Bitcoin on a Russian flag with a crack through it.
(Image credit: Shutterstock)

The U.S. Treasury has announced its intention to sanction Bitcoin miners operating in Russia, extending its international sanctions' reach towards cryptocurrency. The pressure continues to pile on the Russian state following its invasion of Ukraine as in the third month of conflict, with the international community still looking for ways to strangle Russia's economic power. Cryptocurrencies stood as one of the last sanction-free bastions. No more.

"By operating vast server farms that sell virtual currency mining capacity internationally, these companies help Russia monetize its natural resources," Under Secretary for Terrorism and Financial Intelligence Brian Nelson said in a press release early Wednesday afternoon.

While currently there's no actual way for the U.S. or any other centralized entity to enforce cryptocurrency-bound sanctions at an individual wallet level, the U.S. can still apply TeFi (Traditional Finance) sanctions as well as technological import sanctions on entities. That's exactly what the U.S. Treasury has done, by updating its sanctioned entity list with Russian-bound BitRiver, a company specializing in Bitcoin mining through hydropower. The company employs around 200 employees across three Russian offices.

“Russia has a comparative advantage in crypto mining due to energy resources and a cold climate. However, mining companies rely on imported computer equipment and fiat payments, which makes them vulnerable to sanctions,” continued the statement. 

The crackdown aims to reduce Russia's ability to weather the sanctions storm it's currently operating under - irrespective of the complexity of such mechanisms. Sanctions, however, are a moving target: the U.S. and its Russia-sanctioning allies have to proactively plug any gaps that would give the country breathing room to finance its war efforts. 

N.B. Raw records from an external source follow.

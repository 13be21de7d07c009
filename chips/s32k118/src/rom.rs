// Licensed under the Apache License, Version 2.0 or the MIT License.
// SPDX-License-Identifier: Apache-2.0 OR MIT
// Copyright Tock Contributors 2022.

//! CoreSight ROM table.

use tock_registers::registers::ReadOnly;
use tock_registers::{register_bitfields, register_structs};

use crate::mtb::IdentificationRegisters;
use crate::static_ref::StaticRef;

pub const ROM_INSTANCE_COUNT: usize = 1;
pub const ROM_ENTRY_COUNT: usize = 3;

register_structs! {
    pub RomRegisters {
        /// Entry n, one per component in the table
        (0x000 => pub entry: [ReadOnly<u32, ENTRY::Register>; ROM_ENTRY_COUNT]),
        /// End of Table Marker Register
        (0x00C => pub tablemark: ReadOnly<u32>),
        (0x010 => _reserved0),
        /// System Access Register
        (0xFCC => pub sysaccess: ReadOnly<u32>),
        (0xFD0 => pub id: IdentificationRegisters),
        (0x1000 => @END),
    }
}

register_bitfields![u32,
    pub ENTRY [
        /// Entry present
        PRESENT OFFSET(0) NUMBITS(1) [],
        /// 32-bit format
        FORMAT OFFSET(1) NUMBITS(1) [],
        /// Signed offset from the table base, in 4 KiB units
        ADDRESS_OFFSET OFFSET(12) NUMBITS(20) []
    ]
];

/// Address of the component described by ROM table entry `entry`, if the
/// entry is present.
pub fn component_address(table_base: usize, entry: u32) -> Option<usize> {
    if entry & 1 == 0 {
        return None;
    }
    // Two's complement offset, so wrapping addition handles negative values.
    Some((table_base as u32).wrapping_add(entry & !0xFFF) as usize)
}

pub const ROM_BASE_ADDR: usize = 0xF000_2000;

pub const ROM_BASE: StaticRef<RomRegisters> =
    unsafe { StaticRef::new(ROM_BASE_ADDR as *const RomRegisters) };

pub const ROM_BASE_ADDRS: [usize; ROM_INSTANCE_COUNT] = [ROM_BASE_ADDR];
pub const ROM_BASE_PTRS: [StaticRef<RomRegisters>; ROM_INSTANCE_COUNT] = [ROM_BASE];

#[cfg(test)]
mod tests {
    use super::*;
    use crate::field_check::{assert_field, assert_fields_fit};

    #[test]
    fn layout() {
        assert_eq!(core::mem::offset_of!(RomRegisters, tablemark), 0xC);
        assert_eq!(core::mem::offset_of!(RomRegisters, sysaccess), 0xFCC);
        assert_eq!(core::mem::size_of::<RomRegisters>(), 0x1000);
        assert_field!(ENTRY::ADDRESS_OFFSET, 12, 20);
    }

    #[test]
    fn entries_resolve_to_trace_blocks() {
        // MTB sits two pages below the table, MTB_DWT one page below.
        assert_eq!(
            component_address(ROM_BASE_ADDR, 0xFFFF_E003),
            Some(crate::mtb::MTB_BASE_ADDR)
        );
        assert_eq!(
            component_address(ROM_BASE_ADDR, 0xFFFF_F003),
            Some(crate::mtb::MTB_DWT_BASE_ADDR)
        );
        assert_eq!(component_address(ROM_BASE_ADDR, 0), None);
    }

    #[test]
    fn every_field_fits_its_register() {
        assert_fields_fit!(
            ENTRY [PRESENT, FORMAT, ADDRESS_OFFSET],
        );
    }
}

“The United States will work to ensure that the sanctions we have imposed, in close coordination with our international partners, degrade the Kremlin’s ability to project power and fund its invasion,” he added.

Cryptocurrency transactions in Russia have been increasing alongside sanctions, signaling a doubling-down on digital assets as a way to bury otherwise locked FIAT funding. According to cryptocurrency data service Glassnode, the number of Russian Bitcoin wallets increased from 39.9 million to 40.7 million since the February invasion. Yet Russia has a population of around 144 million citizens - and the ratio of wallet per user isn't necessarily 1:1.

Graph showcasing ruble/Bitcoin transaction volume

The increase in Bitcoin trading volumes by Russian accounts in rubles (weekly) since the start of the war lends credence to cryptocurrencies' usage as a sanction-skirting mechanism. (Image credit: Coindance)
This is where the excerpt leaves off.